= What needs to be done =
The line containing "converter may use." marks the end: restate word for word every line from the first line of the entries below through that one.

++++++++++

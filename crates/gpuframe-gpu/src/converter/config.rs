//! Construction-time converter configuration.

use crate::error::{GpuError, Result};
use crate::native::SamplerFilter;
use bitflags::bitflags;
use serde::{Deserialize, Serialize};

bitflags! {
    /// Backends a converter may use.
    #[derive(Debug, Clone, Copy, PartialEq, Eq, Hash, Serialize, Deserialize)]
    pub struct ConverterBackends: u32 {
        const SHADER = 1 << 0;
        const VIDEO_PROCESSOR = 1 << 1;
    }
}

impl Default for ConverterBackends {
    fn default() -> Self {
        Self::all()
    }
}

#[derive(Debug, Clone, Copy, PartialEq, Eq, Hash, Default, Serialize, Deserialize)]
#[serde(rename_all = "snake_case")]
pub enum GammaMode {
    /// Transfer functions are ignored.
    #[default]
    None,
    /// Decode the input transfer and re-encode with the output transfer.
    Apply,
}

#[derive(Debug, Clone, Copy, PartialEq, Eq, Hash, Default, Serialize, Deserialize)]
#[serde(rename_all = "snake_case")]
pub enum PrimariesMode {
    /// Primaries are ignored.
    #[default]
    None,
    /// Adapt colors between input and output primaries. Implies gamma.
    Apply,
}

#[derive(Debug, Clone, Copy, PartialEq, Eq, Hash, Default, Serialize, Deserialize)]
#[serde(rename_all = "snake_case")]
pub enum AlphaMode {
    /// Treated as straight alpha.
    #[default]
    Unspecified,
    Premultiplied,
    Straight,
}

impl AlphaMode {
    pub fn is_premultiplied(self) -> bool {
        self == Self::Premultiplied
    }
}

/// Options fixed when a [`Converter`](super::Converter) is created.
#[derive(Debug, Clone, Copy, PartialEq, Eq, Serialize, Deserialize)]
#[serde(default)]
pub struct ConverterConfig {
    pub backends: ConverterBackends,
    pub gamma_mode: GammaMode,
    pub primaries_mode: PrimariesMode,
    pub sampler_filter: SamplerFilter,
    pub src_alpha_mode: AlphaMode,
    pub dest_alpha_mode: AlphaMode,
}

impl Default for ConverterConfig {
    fn default() -> Self {
        Self {
            backends: ConverterBackends::default(),
            gamma_mode: GammaMode::None,
            primaries_mode: PrimariesMode::None,
            sampler_filter: SamplerFilter::Linear,
            src_alpha_mode: AlphaMode::Unspecified,
            dest_alpha_mode: AlphaMode::Unspecified,
        }
    }
}

impl ConverterConfig {
    /// Parse a JSON object; missing fields keep their defaults.
    pub fn from_json(json: &str) -> Result<Self> {
        serde_json::from_str(json)
            .map_err(|e| GpuError::InvalidArgument(format!("converter config: {}", e)))
    }

    pub fn shader_only() -> Self {
        Self {
            backends: ConverterBackends::SHADER,
            ..Self::default()
        }
    }

    pub fn processor_only() -> Self {
        Self {
            backends: ConverterBackends::VIDEO_PROCESSOR,
            ..Self::default()
        }
    }
}
//! Triangle rasterizer running pixel programs on the CPU.
//!
//! Pixel centers are sampled at half-integer coordinates and the top-left
//! fill rule decides ownership of shared edges, so the two triangles of a
//! quad cover every pixel exactly once.

use super::texel::{read_texel, write_texel};
use crate::error::{NativeError, NativeResult};
use crate::native::{BlendDesc, BlendFactor, BlendOp, NativeFormat, SamplerFilter, StagingMemory, Viewport};
use crate::shader::layout::{PsConstants, Vertex};
use crate::shader::program::{LutTables, PixelProgram, TargetColors};
use glam::{Mat4, Vec4};
use rayon::prelude::*;
use smallvec::SmallVec;
use std::sync::Arc;

/// One plane of one texture slice, resolved to memory.
#[derive(Debug, Clone)]
pub struct PlaneSurface {
    pub memory: StagingMemory,
    pub offset: usize,
    pub pitch: usize,
    pub width: u32,
    pub height: u32,
    /// Format of a single texel of this plane.
    pub format: NativeFormat,
}

impl PlaneSurface {
    fn texel_offset(&self, x: u32, y: u32) -> usize {
        self.offset + y as usize * self.pitch + x as usize * self.format.texel_size()
    }
}

/// Fill every texel of a plane.
pub fn clear(surface: &PlaneSurface, color: [f32; 4]) {
    let mut bytes = surface.memory.lock();
    let ts = surface.format.texel_size();
    let mut texel = vec![0u8; ts];
    write_texel(surface.format, &mut texel, color);
    for y in 0..surface.height {
        let start = surface.texel_offset(0, y);
        for chunk in bytes[start..start + surface.width as usize * ts].chunks_exact_mut(ts) {
            chunk.copy_from_slice(&texel);
        }
    }
}

/// A fully resolved draw.
#[derive(Debug)]
pub struct RasterJob {
    pub program: PixelProgram,
    pub constants: PsConstants,
    pub vertices: Vec<Vertex>,
    pub indices: Vec<u16>,
    pub transform: Mat4,
    pub sources: SmallVec<[PlaneSurface; 4]>,
    /// Decode and encode tables.
    pub luts: Option<(Vec<f32>, Vec<f32>)>,
    pub targets: SmallVec<[PlaneSurface; 4]>,
    pub viewport: Viewport,
    pub filter: SamplerFilter,
    pub blend: Option<BlendDesc>,
    pub blend_factor: [f32; 4],
    pub sample_mask: u32,
}

#[derive(Debug, Clone, Copy)]
struct ScreenVertex {
    x: f64,
    y: f64,
    inv_w: f64,
    uv_w: [f64; 2],
}

fn to_screen(v: &Vertex, transform: &Mat4, vp: &Viewport) -> ScreenVertex {
    let clip = *transform * Vec4::new(v.position[0], v.position[1], v.position[2], 1.0);
    let w = if (clip.w as f64).abs() < 1e-12 { 1e-12 } else { clip.w as f64 };
    let ndc_x = clip.x as f64 / w;
    let ndc_y = clip.y as f64 / w;
    let inv_w = 1.0 / w;
    ScreenVertex {
        x: vp.x as f64 + (ndc_x + 1.0) * 0.5 * vp.width as f64,
        y: vp.y as f64 + (1.0 - ndc_y) * 0.5 * vp.height as f64,
        inv_w,
        uv_w: [v.texcoord[0] as f64 * inv_w, v.texcoord[1] as f64 * inv_w],
    }
}

fn edge(a: &ScreenVertex, b: &ScreenVertex, px: f64, py: f64) -> f64 {
    (b.x - a.x) * (py - a.y) - (b.y - a.y) * (px - a.x)
}

/// Top or left edge for positively oriented triangles in y-down space.
fn is_top_left(a: &ScreenVertex, b: &ScreenVertex) -> bool {
    let dx = b.x - a.x;
    let dy = b.y - a.y;
    (dy == 0.0 && dx > 0.0) || dy < 0.0
}

fn sample(bytes: &[u8], s: &PlaneSurface, u: f64, v: f64, filter: SamplerFilter) -> [f32; 4] {
    let w = s.width.max(1) as i64;
    let h = s.height.max(1) as i64;
    let texel = |x: i64, y: i64| {
        let x = x.clamp(0, w - 1) as u32;
        let y = y.clamp(0, h - 1) as u32;
        read_texel(s.format, &bytes[s.texel_offset(x, y)..])
    };
    match filter {
        SamplerFilter::Point => texel((u * w as f64).floor() as i64, (v * h as f64).floor() as i64),
        SamplerFilter::Linear => {
            let x = u * w as f64 - 0.5;
            let y = v * h as f64 - 0.5;
            let x0 = x.floor();
            let y0 = y.floor();
            let fx = (x - x0) as f32;
            let fy = (y - y0) as f32;
            let (x0, y0) = (x0 as i64, y0 as i64);
            let t00 = texel(x0, y0);
            let t10 = texel(x0 + 1, y0);
            let t01 = texel(x0, y0 + 1);
            let t11 = texel(x0 + 1, y0 + 1);
            let mut out = [0.0; 4];
            for i in 0..4 {
                let top = t00[i] + (t10[i] - t00[i]) * fx;
                let bottom = t01[i] + (t11[i] - t01[i]) * fx;
                out[i] = top + (bottom - top) * fy;
            }
            out
        }
    }
}

fn blend_factor(f: BlendFactor, i: usize, src: &[f32; 4], dst: &[f32; 4], constant: &[f32; 4]) -> f32 {
    match f {
        BlendFactor::Zero => 0.0,
        BlendFactor::One => 1.0,
        BlendFactor::SrcColor => src[i],
        BlendFactor::InvSrcColor => 1.0 - src[i],
        BlendFactor::SrcAlpha => src[3],
        BlendFactor::InvSrcAlpha => 1.0 - src[3],
        BlendFactor::DstColor => dst[i],
        BlendFactor::InvDstColor => 1.0 - dst[i],
        BlendFactor::DstAlpha => dst[3],
        BlendFactor::InvDstAlpha => 1.0 - dst[3],
        BlendFactor::BlendFactor => constant[i],
        BlendFactor::InvBlendFactor => 1.0 - constant[i],
    }
}

/// Output merger blend of one texel.
pub fn blend(desc: &BlendDesc, src: [f32; 4], dst: [f32; 4], constant: &[f32; 4]) -> [f32; 4] {
    let mut out = [0.0; 4];
    for (i, o) in out.iter_mut().enumerate() {
        let (sf, df, op) = if i < 3 {
            (desc.src_color, desc.dst_color, desc.color_op)
        } else {
            (desc.src_alpha, desc.dst_alpha, desc.alpha_op)
        };
        let s = src[i] * blend_factor(sf, i, &src, &dst, constant);
        let d = dst[i] * blend_factor(df, i, &src, &dst, constant);
        *o = match op {
            BlendOp::Add => s + d,
            BlendOp::Subtract => s - d,
            BlendOp::RevSubtract => d - s,
            BlendOp::Min => src[i].min(dst[i]),
            BlendOp::Max => src[i].max(dst[i]),
        }
        .clamp(0.0, 1.0);
    }
    out
}

type ShadedRow = (u32, Vec<(u32, TargetColors)>);

/// Run a draw to completion.
pub fn execute(job: &RasterJob) -> NativeResult<()> {
    if job.sample_mask & 1 == 0 || job.targets.is_empty() {
        return Ok(());
    }

    // Each distinct slice memory is locked once for the whole draw.
    let mut memories: Vec<StagingMemory> = Vec::new();
    let mut index_of = |m: &StagingMemory| match memories.iter().position(|x| Arc::ptr_eq(x, m)) {
        Some(i) => i,
        None => {
            memories.push(m.clone());
            memories.len() - 1
        }
    };
    let source_idx: SmallVec<[usize; 4]> = job.sources.iter().map(|s| index_of(&s.memory)).collect();
    let target_idx: SmallVec<[usize; 4]> = job.targets.iter().map(|t| index_of(&t.memory)).collect();
    if target_idx.iter().any(|t| source_idx.contains(t)) {
        return Err(NativeError::InvalidCall(
            "texture slice bound as both shader resource and render target".into(),
        ));
    }
    let mut guards: Vec<_> = memories.iter().map(|m| m.lock()).collect();

    let vp = job.viewport;
    let max_x = job.targets.iter().map(|t| t.width).min().unwrap_or(0) as f64;
    let max_y = job.targets.iter().map(|t| t.height).min().unwrap_or(0) as f64;
    let x_lo = vp.x.max(0.0) as f64;
    let y_lo = vp.y.max(0.0) as f64;
    let x_hi = ((vp.x + vp.width) as f64).min(max_x);
    let y_hi = ((vp.y + vp.height) as f64).min(max_y);

    let luts = job.luts.as_ref().map(|(decode, encode)| LutTables { decode, encode });

    for tri in job.indices.chunks_exact(3) {
        let fetch_vertex = |i: u16| {
            job.vertices
                .get(i as usize)
                .map(|v| to_screen(v, &job.transform, &vp))
                .ok_or_else(|| NativeError::InvalidCall(format!("vertex index {} out of range", i)))
        };
        let mut v = [fetch_vertex(tri[0])?, fetch_vertex(tri[1])?, fetch_vertex(tri[2])?];
        let mut area = edge(&v[0], &v[1], v[2].x, v[2].y);
        if area == 0.0 {
            continue;
        }
        if area < 0.0 {
            v.swap(1, 2);
            area = -area;
        }
        let bx0 = v.iter().map(|p| p.x).fold(f64::INFINITY, f64::min).max(x_lo).floor();
        let bx1 = v.iter().map(|p| p.x).fold(f64::NEG_INFINITY, f64::max).min(x_hi).ceil();
        let by0 = v.iter().map(|p| p.y).fold(f64::INFINITY, f64::min).max(y_lo).floor();
        let by1 = v.iter().map(|p| p.y).fold(f64::NEG_INFINITY, f64::max).min(y_hi).ceil();
        if bx0 >= bx1 || by0 >= by1 {
            continue;
        }
        let edges = [(1usize, 2usize), (2, 0), (0, 1)];
        let top_left = edges.map(|(a, b)| is_top_left(&v[a], &v[b]));

        let guards_ref = &guards;
        let rows: Vec<ShadedRow> = (by0 as u32..by1 as u32)
            .into_par_iter()
            .map(|py| {
                let cy = py as f64 + 0.5;
                let mut pixels = Vec::new();
                for px in bx0 as u32..bx1 as u32 {
                    let cx = px as f64 + 0.5;
                    let mut bary = [0.0f64; 3];
                    let mut inside = true;
                    for (k, &(a, b)) in edges.iter().enumerate() {
                        let e = edge(&v[a], &v[b], cx, cy);
                        if e < 0.0 || (e == 0.0 && !top_left[k]) {
                            inside = false;
                            break;
                        }
                        bary[k] = e / area;
                    }
                    if !inside {
                        continue;
                    }
                    let inv_w: f64 = (0..3).map(|k| bary[k] * v[k].inv_w).sum();
                    let u = (0..3).map(|k| bary[k] * v[k].uv_w[0]).sum::<f64>() / inv_w;
                    let t = (0..3).map(|k| bary[k] * v[k].uv_w[1]).sum::<f64>() / inv_w;
                    let fetch = |i: usize| match (job.sources.get(i), source_idx.get(i)) {
                        (Some(s), Some(&g)) => sample(&guards_ref[g], s, u, t, job.filter),
                        _ => [0.0, 0.0, 0.0, 1.0],
                    };
                    let mut colors = job.program.shade(fetch, &job.constants, luts);
                    if let Some(desc) = &job.blend {
                        for (i, color) in colors.iter_mut().enumerate() {
                            let target = &job.targets[i];
                            let dst = read_texel(target.format, &guards_ref[target_idx[i]][target.texel_offset(px, py)..]);
                            *color = blend(desc, *color, dst, &job.blend_factor);
                        }
                    }
                    pixels.push((px, colors));
                }
                (py, pixels)
            })
            .collect();

        for (py, pixels) in rows {
            for (px, colors) in pixels {
                for (i, color) in colors.iter().enumerate().take(job.targets.len()) {
                    let target = &job.targets[i];
                    let offset = target.texel_offset(px, py);
                    write_texel(target.format, &mut guards[target_idx[i]][offset..], *color);
                }
            }
        }
    }
    Ok(())
}

#[cfg(test)]
mod tests {
    use super::*;
    use crate::shader::layout::{quad_vertices, QUAD_INDICES};
    use crate::shader::program::{ConvertProgram, OutputProgram, SampleProgram, IDENTITY_SWIZZLE};
    use gpuframe_core::Rect;
    use parking_lot::Mutex;
    use smallvec::smallvec;

    fn surface(width: u32, height: u32) -> PlaneSurface {
        PlaneSurface {
            memory: Arc::new(Mutex::new(vec![0; (width * height * 4) as usize])),
            offset: 0,
            pitch: width as usize * 4,
            width,
            height,
            format: NativeFormat::Rgba8Unorm,
        }
    }

    fn copy_job(src: &PlaneSurface, dst: &PlaneSurface, viewport: Viewport) -> RasterJob {
        let packed = SampleProgram::Packed {
            swizzle: IDENTITY_SWIZZLE,
            opaque: false,
        };
        RasterJob {
            program: PixelProgram {
                sample: packed,
                convert: ConvertProgram::Identity,
                output: OutputProgram::Packed {
                    swizzle: IDENTITY_SWIZZLE,
                    opaque: false,
                },
                premul_in: false,
                premul_out: false,
            },
            constants: PsConstants::default(),
            vertices: quad_vertices(Rect::full(src.width, src.height), src.width, src.height).to_vec(),
            indices: QUAD_INDICES.to_vec(),
            transform: Mat4::IDENTITY,
            sources: smallvec![src.clone()],
            luts: None,
            targets: smallvec![dst.clone()],
            viewport,
            filter: SamplerFilter::Point,
            blend: None,
            blend_factor: [1.0; 4],
            sample_mask: u32::MAX,
        }
    }

    #[test]
    fn test_quad_covers_each_pixel_once() {
        let src = surface(7, 5);
        {
            let mut bytes = src.memory.lock();
            for (i, b) in bytes.iter_mut().enumerate() {
                *b = (i % 251) as u8;
            }
        }
        let dst = surface(7, 5);
        execute(&copy_job(&src, &dst, Viewport::from_rect(Rect::full(7, 5)))).unwrap();
        assert_eq!(*src.memory.lock(), *dst.memory.lock());
    }

    #[test]
    fn test_viewport_limits_coverage() {
        let src = surface(2, 2);
        clear(&src, [1.0, 1.0, 1.0, 1.0]);
        let dst = surface(4, 4);
        execute(&copy_job(&src, &dst, Viewport::from_rect(Rect::new(1, 1, 2, 2)))).unwrap();
        let bytes = dst.memory.lock();
        let covered = bytes.chunks_exact(4).filter(|t| t[0] == 255).count();
        assert_eq!(covered, 4);
        assert_eq!(bytes[0], 0);
    }

    #[test]
    fn test_overlapping_bindings_rejected() {
        let s = surface(2, 2);
        let err = execute(&copy_job(&s, &s, Viewport::from_rect(Rect::full(2, 2)))).unwrap_err();
        assert!(matches!(err, NativeError::InvalidCall(_)));
    }

    #[test]
    fn test_alpha_over_blend() {
        let out = blend(&BlendDesc::ALPHA_OVER, [1.0, 0.0, 0.0, 0.5], [0.0, 0.0, 1.0, 1.0], &[1.0; 4]);
        assert_eq!(out, [0.5, 0.0, 0.5, 1.0]);
    }

    #[test]
    fn test_masked_draw_writes_nothing() {
        let src = surface(2, 2);
        clear(&src, [1.0; 4]);
        let dst = surface(2, 2);
        let mut job = copy_job(&src, &dst, Viewport::from_rect(Rect::full(2, 2)));
        job.sample_mask = 0;
        execute(&job).unwrap();
        assert!(dst.memory.lock().iter().all(|&b| b == 0));
    }
}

++++++++++

= Output of the task =
filename crates/gpuframe-gpu/src/converter/config.rs
//! Construction-time converter configuration.

use crate::error::{GpuError, Result};
use crate::native::SamplerFilter;
use bitflags::bitflags;
use serde::{Deserialize, Serialize};

bitflags! {
    /// Backends a converter may use.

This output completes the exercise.